Do you still think I am off-base? You may want to check-out what is happening in New York’s non-profit community. You might also want to look at what frogloop blog says about a Guidestar study that illustrates how little transparency exists in the non-profit sector.
I started this discussion with yesterday’s blog post by invited you to weigh-in with your thoughts and start a dialog about non-profit executive compensation and transparency.
Do donors deserve this kind of information? If not, then how can they make informed charitable giving decisions and how can they hold agency’s accountable for they promised during the solicitation call? What is your organization doing to become more transparent? Where are yours thoughts on transparency with executive compensation? Do you think a non-profit organization should be required to put its annual 990 tax form on file at your local library or on their website? Is the 990 form too obtuse? Does a non-profit need to be required to publish a small handful of key organization metrics on their website?
Here is to your health!
Founder & President, The Healthy Non-Profit LLC
Posted on November 10, 2011, in nonprofit and tagged annual report, board of directors, donor, fiduciary responsibilities, fundraising, nonprofit, transparency. Bookmark the permalink. 4 Comments.
I am fascinated by this topic and I think you are spot on. I think transparency equals accountability. Additionally, donors deserve to know where there money is going. In turn, I think it only helps the non-profit because its donors are engaged. If all my money is going straight to salary, I want to know. Thanks for the good work.
Thanks for the shout out, Andrew! I think I am agreeing that in the “philanthropy marketplace” donors need to play the role of accountability agent. If I don’t want to invest in a poorly run NFP, then I need an environment with near-perfect information. I am wondering what “key metrics” NFPs should be required to share in an ultra open environment. I am also wondering who and where that open environment is located . . . is it their own website? is it their printed annual report? is it guidestar? is it the public library?

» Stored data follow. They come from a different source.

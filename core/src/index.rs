use crate::error::{Result, SearchError};
use crate::stopwords::StopWordFilter;
use std::collections::{BTreeMap, BTreeSet, HashMap};
use tracing::debug;

pub type DocId = u32;

/// Term frequencies of one term, keyed by document.
pub type Postings = BTreeMap<DocId, f64>;

#[derive(Debug, Default, Clone)]
pub struct InvertedIndex {
    /// term -> doc_id -> tf, where tf = occurrences / words in the document after stop-word removal
    postings: HashMap<String, Postings>,
    doc_ids: BTreeSet<DocId>,
}

impl InvertedIndex {
    pub fn new() -> Self { Self::default() }

    /// Index `text` under `id`. Term frequencies are fixed at insertion.
    ///
    /// Fails without touching the index if `id` is already present or if no words remain
    /// after stop-word removal.
    pub fn add_document(&mut self, id: DocId, text: &str, stop_words: &StopWordFilter) -> Result<()> {
        if self.doc_ids.contains(&id) {
            return Err(SearchError::DuplicateDocument { id });
        }
        let words = stop_words.split_no_stop(text);
        if words.is_empty() {
            return Err(SearchError::EmptyDocument { id });
        }

        let tf = 1.0 / words.len() as f64;
        for word in &words {
            *self
                .postings
                .entry((*word).to_string())
                .or_default()
                .entry(id)
                .or_insert(0.0) += tf;
        }
        self.doc_ids.insert(id);
        debug!(doc_id = id, words = words.len(), "indexed document");
        Ok(())
    }

    pub fn document_count(&self) -> usize { self.doc_ids.len() }

    pub fn frequencies_for(&self, term: &str) -> Option<&Postings> { self.postings.get(term) }

    pub fn contains(&self, term: &str) -> bool { self.postings.contains_key(term) }

    pub fn contains_document(&self, id: DocId) -> bool { self.doc_ids.contains(&id) }

    /// Number of documents containing `term`.
    pub fn document_frequency(&self, term: &str) -> usize {
        self.postings.get(term).map_or(0, |p| p.len())
    }

    pub fn term_count(&self) -> usize { self.postings.len() }
}
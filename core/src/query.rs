use crate::stopwords::StopWordFilter;
use crate::tokenizer::split_into_words;
use std::collections::BTreeSet;

#[derive(Debug, Default, Clone, PartialEq, Eq)]
pub struct Query {
    /// Words that add to a document's relevance.
    pub plus_words: BTreeSet<String>,
    /// Words that exclude any document containing them.
    pub minus_words: BTreeSet<String>,
}

impl Query {
    pub fn is_empty(&self) -> bool { self.plus_words.is_empty() && self.minus_words.is_empty() }
}

struct QueryWord<'a> {
    word: &'a str,
    is_minus: bool,
}

fn parse_query_word(token: &str) -> QueryWord<'_> {
    match token.strip_prefix('-') {
        Some(word) => QueryWord { word, is_minus: true },
        None => QueryWord { word: token, is_minus: false },
    }
}

/// Parse a raw query. A leading `-` marks a minus word; only one `-` is stripped.
///
/// Stop words are dropped whether marked or not, and a bare `-` is skipped. A word
/// given both ways is kept as a minus word only.
pub fn parse_query(raw_query: &str, stop_words: &StopWordFilter) -> Query {
    let mut query = Query::default();
    for token in split_into_words(raw_query) {
        let QueryWord { word, is_minus } = parse_query_word(token);
        if word.is_empty() || stop_words.is_stop(word) {
            continue;
        }
        if is_minus {
            query.minus_words.insert(word.to_string());
        } else {
            query.plus_words.insert(word.to_string());
        }
    }
    let minus_words = &query.minus_words;
    query.plus_words.retain(|w| !minus_words.contains(w));
    query
}

#[cfg(test)]
mod tests {
    use super::*;

    fn stop(text: &str) -> StopWordFilter {
        let mut s = StopWordFilter::new();
        s.configure(text);
        s
    }

    fn set(words: &[&str]) -> BTreeSet<String> {
        words.iter().map(|w| w.to_string()).collect()
    }

    #[test]
    fn splits_plus_and_minus() {
        let q = parse_query("пушистый -ошейник кот пушистый", &stop(""));
        assert_eq!(q.plus_words, set(&["кот", "пушистый"]));
        assert_eq!(q.minus_words, set(&["ошейник"]));
    }

    #[test]
    fn stop_words_dropped_even_when_negated() {
        let q = parse_query("кот и -в", &stop("и в на"));
        assert_eq!(q.plus_words, set(&["кот"]));
        assert!(q.minus_words.is_empty());
    }

    #[test]
    fn bare_dash_is_skipped() {
        let q = parse_query("- кот -", &stop(""));
        assert_eq!(q.plus_words, set(&["кот"]));
        assert!(q.minus_words.is_empty());
    }

    #[test]
    fn only_one_dash_is_stripped() {
        let q = parse_query("--кот", &stop(""));
        assert_eq!(q.minus_words, set(&["-кот"]));
    }

    #[test]
    fn minus_wins_over_plus() {
        let q = parse_query("кот -кот пёс", &stop(""));
        assert_eq!(q.plus_words, set(&["пёс"]));
        assert_eq!(q.minus_words, set(&["кот"]));
    }

    #[test]
    fn empty_query() {
        assert!(parse_query("   ", &stop("")).is_empty());
    }
}
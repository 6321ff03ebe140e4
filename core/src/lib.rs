pub mod config;
pub mod error;
pub mod index;
pub mod query;
pub mod ranker;
pub mod server;
pub mod stopwords;
pub mod tokenizer;

pub use config::{SearchConfig, MAX_RESULT_DOCUMENT_COUNT};
pub use error::{Result, SearchError};
pub use index::{DocId, InvertedIndex, Postings};
pub use query::Query;
pub use ranker::Document;
pub use server::{SearchServer, SearchServerBuilder};
pub use stopwords::StopWordFilter;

I am just thinking out loud and hope others can share their thoughts.
Great hearing from you!
Slightly off topic of transparency but I worked for a nonprofit that paid average salaries but offered up bonuses biannually. There were two criteria: budget and “customer satisfaction surveys by an outside source. Each department obviously had budgets but there was also one more obstacle. The organization had to end the year on or under budget or nobody received bonuses. We were one team that we all had a stake in the prize. Our responsibility was to create a worthy service and program while remaining fiscally responsible.
Thanks for jumping in, Billy!
As for the idea of “bonuses,” I’ve never really been a big fan. I understand what you are saying about incorporating customer satisfaction surveys (which I kinda like the idea of), but I’ve found the idea of financial bonuses to be kind of taboo in non-profit circles. They are especially a no-no when it comes to compensation for fundraising professionals because the Association of Fundraising Professionals (AFP) have deemed them an unethical way of compensating people who raise money. They’ve said this because it creates an unhealthy incentive for fundraisers to act in their best interest and not necessarily in a mission-focused manner.
I hope your new non-profit is coming along well. Cheers!